__What is expected__:
Across the listing, the lines that include "PathBuf" must be tallied and reported as a bare number.
──────── Data for the task ────────
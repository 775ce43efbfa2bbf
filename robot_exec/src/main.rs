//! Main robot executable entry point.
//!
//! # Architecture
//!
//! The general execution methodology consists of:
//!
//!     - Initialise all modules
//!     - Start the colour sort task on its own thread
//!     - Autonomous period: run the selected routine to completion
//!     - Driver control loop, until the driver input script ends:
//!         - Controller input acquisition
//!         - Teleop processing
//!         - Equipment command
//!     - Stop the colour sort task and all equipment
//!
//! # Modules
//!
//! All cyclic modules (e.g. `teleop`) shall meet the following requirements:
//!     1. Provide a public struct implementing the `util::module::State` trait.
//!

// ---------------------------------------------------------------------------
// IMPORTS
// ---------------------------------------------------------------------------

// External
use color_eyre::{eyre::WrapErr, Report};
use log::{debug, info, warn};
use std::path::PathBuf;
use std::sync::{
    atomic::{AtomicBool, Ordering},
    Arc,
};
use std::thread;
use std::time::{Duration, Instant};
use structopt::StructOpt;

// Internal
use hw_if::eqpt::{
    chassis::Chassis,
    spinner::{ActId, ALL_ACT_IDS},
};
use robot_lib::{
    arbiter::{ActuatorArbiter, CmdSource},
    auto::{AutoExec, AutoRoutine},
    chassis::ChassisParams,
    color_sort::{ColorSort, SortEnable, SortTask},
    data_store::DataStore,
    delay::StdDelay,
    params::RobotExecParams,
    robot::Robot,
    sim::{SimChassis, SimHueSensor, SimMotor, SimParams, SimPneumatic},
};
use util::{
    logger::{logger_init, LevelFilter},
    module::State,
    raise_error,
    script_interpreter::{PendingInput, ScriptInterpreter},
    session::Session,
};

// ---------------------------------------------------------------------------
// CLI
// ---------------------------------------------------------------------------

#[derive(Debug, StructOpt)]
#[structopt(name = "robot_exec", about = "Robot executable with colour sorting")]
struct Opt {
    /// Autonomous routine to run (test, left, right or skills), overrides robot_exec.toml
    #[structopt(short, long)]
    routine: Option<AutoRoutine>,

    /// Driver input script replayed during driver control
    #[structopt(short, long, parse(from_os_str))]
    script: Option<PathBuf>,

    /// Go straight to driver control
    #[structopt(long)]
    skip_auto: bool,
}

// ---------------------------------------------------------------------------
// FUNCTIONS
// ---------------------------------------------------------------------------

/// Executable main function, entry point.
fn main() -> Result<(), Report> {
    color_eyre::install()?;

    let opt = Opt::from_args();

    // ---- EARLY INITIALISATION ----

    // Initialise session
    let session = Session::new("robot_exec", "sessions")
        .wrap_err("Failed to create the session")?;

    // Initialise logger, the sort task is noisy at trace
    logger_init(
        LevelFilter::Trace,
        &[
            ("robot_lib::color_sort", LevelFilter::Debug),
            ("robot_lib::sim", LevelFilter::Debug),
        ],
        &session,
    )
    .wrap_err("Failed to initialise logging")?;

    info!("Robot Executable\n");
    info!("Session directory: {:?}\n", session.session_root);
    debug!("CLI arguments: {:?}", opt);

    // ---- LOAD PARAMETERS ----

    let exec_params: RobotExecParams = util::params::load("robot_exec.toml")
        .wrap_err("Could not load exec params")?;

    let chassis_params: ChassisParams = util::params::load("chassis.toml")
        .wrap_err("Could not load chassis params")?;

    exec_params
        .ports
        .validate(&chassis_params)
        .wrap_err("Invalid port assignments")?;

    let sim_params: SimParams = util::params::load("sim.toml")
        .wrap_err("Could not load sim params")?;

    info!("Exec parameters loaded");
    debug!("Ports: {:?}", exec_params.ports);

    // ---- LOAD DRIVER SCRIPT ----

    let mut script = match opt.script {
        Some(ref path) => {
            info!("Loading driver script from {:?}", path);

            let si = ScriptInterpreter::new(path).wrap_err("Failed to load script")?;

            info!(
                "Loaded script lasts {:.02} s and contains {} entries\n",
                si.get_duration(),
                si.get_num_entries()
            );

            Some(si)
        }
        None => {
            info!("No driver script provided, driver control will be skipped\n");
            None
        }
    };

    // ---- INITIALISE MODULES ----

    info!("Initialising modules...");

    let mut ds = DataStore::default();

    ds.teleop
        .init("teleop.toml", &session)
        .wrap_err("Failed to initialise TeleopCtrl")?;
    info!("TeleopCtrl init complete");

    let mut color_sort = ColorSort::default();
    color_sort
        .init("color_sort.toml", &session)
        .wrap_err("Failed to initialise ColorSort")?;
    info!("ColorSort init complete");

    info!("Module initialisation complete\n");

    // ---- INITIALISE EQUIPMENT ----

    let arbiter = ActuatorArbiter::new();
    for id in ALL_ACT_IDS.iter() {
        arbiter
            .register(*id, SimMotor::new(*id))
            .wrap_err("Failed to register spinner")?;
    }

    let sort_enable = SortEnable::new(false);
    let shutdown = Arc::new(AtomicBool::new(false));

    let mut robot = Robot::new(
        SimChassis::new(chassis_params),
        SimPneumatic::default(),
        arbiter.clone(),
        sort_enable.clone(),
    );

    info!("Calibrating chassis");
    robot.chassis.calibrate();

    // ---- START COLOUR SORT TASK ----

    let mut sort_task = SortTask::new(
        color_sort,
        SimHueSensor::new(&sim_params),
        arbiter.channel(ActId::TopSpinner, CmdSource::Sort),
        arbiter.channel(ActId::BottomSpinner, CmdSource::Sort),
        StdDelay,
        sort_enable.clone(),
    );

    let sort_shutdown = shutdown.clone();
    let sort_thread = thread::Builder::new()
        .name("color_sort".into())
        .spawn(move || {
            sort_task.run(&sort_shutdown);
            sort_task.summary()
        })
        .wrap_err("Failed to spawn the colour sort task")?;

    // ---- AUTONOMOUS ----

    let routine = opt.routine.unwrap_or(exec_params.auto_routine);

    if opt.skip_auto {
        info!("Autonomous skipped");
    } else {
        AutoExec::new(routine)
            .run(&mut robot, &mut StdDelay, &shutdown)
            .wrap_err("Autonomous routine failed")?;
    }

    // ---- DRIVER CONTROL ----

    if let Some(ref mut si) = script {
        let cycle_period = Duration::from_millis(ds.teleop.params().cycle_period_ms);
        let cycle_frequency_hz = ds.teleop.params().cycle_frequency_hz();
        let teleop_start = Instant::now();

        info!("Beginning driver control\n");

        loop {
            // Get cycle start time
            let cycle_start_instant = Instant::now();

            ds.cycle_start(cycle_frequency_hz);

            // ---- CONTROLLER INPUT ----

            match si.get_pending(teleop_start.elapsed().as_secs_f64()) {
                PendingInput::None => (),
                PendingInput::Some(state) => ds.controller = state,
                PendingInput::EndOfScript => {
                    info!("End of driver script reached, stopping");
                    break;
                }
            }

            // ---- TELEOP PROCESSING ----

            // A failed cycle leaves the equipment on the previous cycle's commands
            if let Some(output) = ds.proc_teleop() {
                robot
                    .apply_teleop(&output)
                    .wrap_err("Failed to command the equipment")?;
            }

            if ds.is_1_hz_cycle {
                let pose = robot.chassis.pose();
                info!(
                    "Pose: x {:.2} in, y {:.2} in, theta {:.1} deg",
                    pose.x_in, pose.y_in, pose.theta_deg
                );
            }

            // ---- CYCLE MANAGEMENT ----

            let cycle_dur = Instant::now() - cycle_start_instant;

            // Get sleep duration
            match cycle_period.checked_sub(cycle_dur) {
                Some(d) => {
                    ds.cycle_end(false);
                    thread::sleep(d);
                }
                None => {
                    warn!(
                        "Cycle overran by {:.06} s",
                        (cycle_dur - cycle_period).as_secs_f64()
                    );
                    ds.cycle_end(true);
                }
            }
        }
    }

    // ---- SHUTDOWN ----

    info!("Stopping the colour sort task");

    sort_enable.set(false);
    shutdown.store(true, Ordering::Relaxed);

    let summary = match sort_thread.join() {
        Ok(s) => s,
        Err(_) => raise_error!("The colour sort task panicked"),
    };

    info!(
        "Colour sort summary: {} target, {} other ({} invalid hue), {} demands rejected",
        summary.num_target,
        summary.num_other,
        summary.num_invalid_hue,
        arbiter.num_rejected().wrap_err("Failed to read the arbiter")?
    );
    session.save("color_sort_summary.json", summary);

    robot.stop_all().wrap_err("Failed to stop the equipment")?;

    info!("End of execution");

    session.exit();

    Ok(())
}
────────
__Task output__:
2